A debtor may voluntarily agree in writing to repay, or reaffirm, a debt that would be dischargeable in bankruptcy. 11 U.S.C. § 524. Section 524(c) governs the enforceability of a reaffirmation agreement between the debtor and creditor.

The elements of a valid reaffirmation agreement are: (1) the debtor must enter into a reaffirmation agreement prior to discharge and file the
agreement with the court; (2) the agreement must clearly and conspicuously state that the debtor may rescind the agreement prior to discharge or within sixty (60) days after the agreement is filed with the court, whichever is later; (3) the agreement is accompanied by an affidavit of the debtor's attorney, if the debtor is represented, with a declaration that the agreement is an informed and voluntary agreement by the debtor and that the reaffirmed debt does not impose an undue hardship; (4) the debtor has not rescinded the agreement at the time of discharge or within sixty (60) days after it is filed with the court; and (5) compliance with the procedural requirements of § 524(d).
In re Lindley, 216 B.R. 811, 815-16 (Bankr. N.D. Ill. 1998) (quoting In re Walker, 180 B.R. 834, 846 n.20 (Bankr. W.D. La. 1995)). When reaffirming a debt, the Court considers the terms of the reaffirmation agreement, the necessity of the goods sought to be retained, the repossession risk if the debtor does not reaffirm the debt, the goods' replacement value compared to the debt, and whether the collateral is a necessity. In re Bartz, No. 10-01897, 2011 WL 671991, at *3 (Bankr. N.D. Iowa Feb. 17, 2011) (citing In re Melendez, 224 B.R. 252, 261 (Bankr. D. Mass. 1998); In re Miller, No. 07-00581, 2007 WL 2413012, at *1 (Bankr.

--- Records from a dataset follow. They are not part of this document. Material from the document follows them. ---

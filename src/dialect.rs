//! Per-dialect connection URLs, catalog queries and identifier quoting.

use std::fmt;
use std::str::FromStr;

use percent_encoding::{AsciiSet, CONTROLS, utf8_percent_encode};
use serde::{Deserialize, Serialize};

/// Characters that must be escaped inside the userinfo part of a URL.
const USERINFO: &AsciiSet = &CONTROLS
    .add(b' ')
    .add(b'"')
    .add(b'#')
    .add(b'%')
    .add(b'/')
    .add(b':')
    .add(b'<')
    .add(b'>')
    .add(b'?')
    .add(b'@')
    .add(b'[')
    .add(b'\\')
    .add(b']')
    .add(b'^')
    .add(b'`')
    .add(b'{')
    .add(b'|')
    .add(b'}');

#[derive(Debug, Clone, Copy, PartialEq, Eq, Hash, Serialize, Deserialize, clap::ValueEnum)]
#[serde(rename_all = "lowercase")]
pub enum DialectKind {
    #[value(name = "mysql")]
    MySql,
    #[value(name = "postgresql", alias = "postgres")]
    PostgreSql,
    #[value(name = "mssql")]
    MsSql,
}

impl DialectKind {
    pub fn name(self) -> &'static str {
        match self {
            DialectKind::MySql => "MySQL",
            DialectKind::PostgreSql => "PostgreSQL",
            DialectKind::MsSql => "MS SQL Server",
        }
    }

    pub fn scheme(self) -> &'static str {
        match self {
            DialectKind::MySql => "mysql",
            DialectKind::PostgreSql => "postgresql",
            DialectKind::MsSql => "mssql",
        }
    }

    pub fn default_port(self) -> u16 {
        match self {
            DialectKind::MySql => 3306,
            DialectKind::PostgreSql => 5432,
            DialectKind::MsSql => 1433,
        }
    }

    fn query_suffix(self) -> &'static str {
        match self {
            DialectKind::MySql => "?charset=utf8mb4",
            DialectKind::PostgreSql => "",
            DialectKind::MsSql => "?charset=utf8",
        }
    }

    /// `{scheme}://{user}:{pass}@{host}:{port}/{database}` plus the
    /// dialect's charset parameter. Credentials are percent-encoded.
    pub fn engine_url(
        self,
        host: &str,
        port: u16,
        username: &str,
        password: &str,
        database: &str,
    ) -> String {
        format!(
            "{}://{}:{}@{}:{}/{}{}",
            self.scheme(),
            utf8_percent_encode(username, USERINFO),
            utf8_percent_encode(password, USERINFO),
            host,
            port,
            database,
            self.query_suffix()
        )
    }

    pub fn list_databases_sql(self) -> Option<&'static str> {
        match self {
            DialectKind::MySql => Some("SHOW DATABASES;"),
            DialectKind::MsSql => Some("SELECT name FROM master.sys.databases;"),
            DialectKind::PostgreSql => None,
        }
    }

    pub fn list_tables_sql(self) -> Option<&'static str> {
        match self {
            DialectKind::MySql => Some("SHOW TABLES;"),
            DialectKind::MsSql => Some("SELECT TABLE_NAME FROM information_schema.tables;"),
            DialectKind::PostgreSql => None,
        }
    }

    pub fn quote_identifier(self, identifier: &str) -> String {
        match self {
            DialectKind::MySql => format!("`{}`", identifier.replace('`', "``")),
            DialectKind::PostgreSql => format!("\"{}\"", identifier.replace('"', "\"\"")),
            DialectKind::MsSql => format!("[{}]", identifier.replace(']', "]]")),
        }
    }

    pub fn count_sql(self, table: &str) -> String {
        format!("SELECT COUNT(*) FROM {};", self.quote_identifier(table))
    }

    pub fn drop_table_sql(self, table: &str) -> String {
        format!("DROP TABLE {};", self.quote_identifier(table))
    }

    pub(crate) fn datetime_type(self) -> &'static str {
        match self {
            DialectKind::PostgreSql => "TIMESTAMP",
            _ => "DATETIME",
        }
    }

    pub(crate) fn unbounded_text_type(self) -> &'static str {
        match self {
            DialectKind::MsSql => "VARCHAR(MAX)",
            _ => "TEXT",
        }
    }
}

impl fmt::Display for DialectKind {
    fn fmt(&self, f: &mut fmt::Formatter<'_>) -> fmt::Result {
        f.write_str(self.name())
    }
}

impl FromStr for DialectKind {
    type Err = String;

    fn from_str(value: &str) -> Result<Self, Self::Err> {
        match value.trim().to_ascii_lowercase().as_str() {
            "mysql" => Ok(DialectKind::MySql),
            "postgresql" | "postgres" | "pgsql" => Ok(DialectKind::PostgreSql),
            "mssql" | "sqlserver" => Ok(DialectKind::MsSql),
            other => Err(format!("Unknown dialect '{other}'")),
        }
    }
}

/// Compile-time dialect selection for [`crate::db::Database`].
pub trait Dialect: Send + Sync + 'static {
    const KIND: DialectKind;
}

#[derive(Debug, Clone, Copy, Default)]
pub struct MySql;

#[derive(Debug, Clone, Copy, Default)]
pub struct PostgreSql;

#[derive(Debug, Clone, Copy, Default)]
pub struct MsSql;

impl Dialect for MySql {
    const KIND: DialectKind = DialectKind::MySql;
}

impl Dialect for PostgreSql {
    const KIND: DialectKind = DialectKind::PostgreSql;
}

impl Dialect for MsSql {
    const KIND: DialectKind = DialectKind::MsSql;
}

N.D. Iowa 2007)).

1. Debtor Has Sufficiently Rebutted the Presumption of Undue Hardship

A presumption of undue hardship exists when the debtor's monthly expenses exceed his monthly income. 11 U.S.C. § 524(m)(1). When the presumption of undue hardship arises, the debtor may rebut this presumption, in writing, by identifying additional sources of income available to make the reaffirmed payments. Id.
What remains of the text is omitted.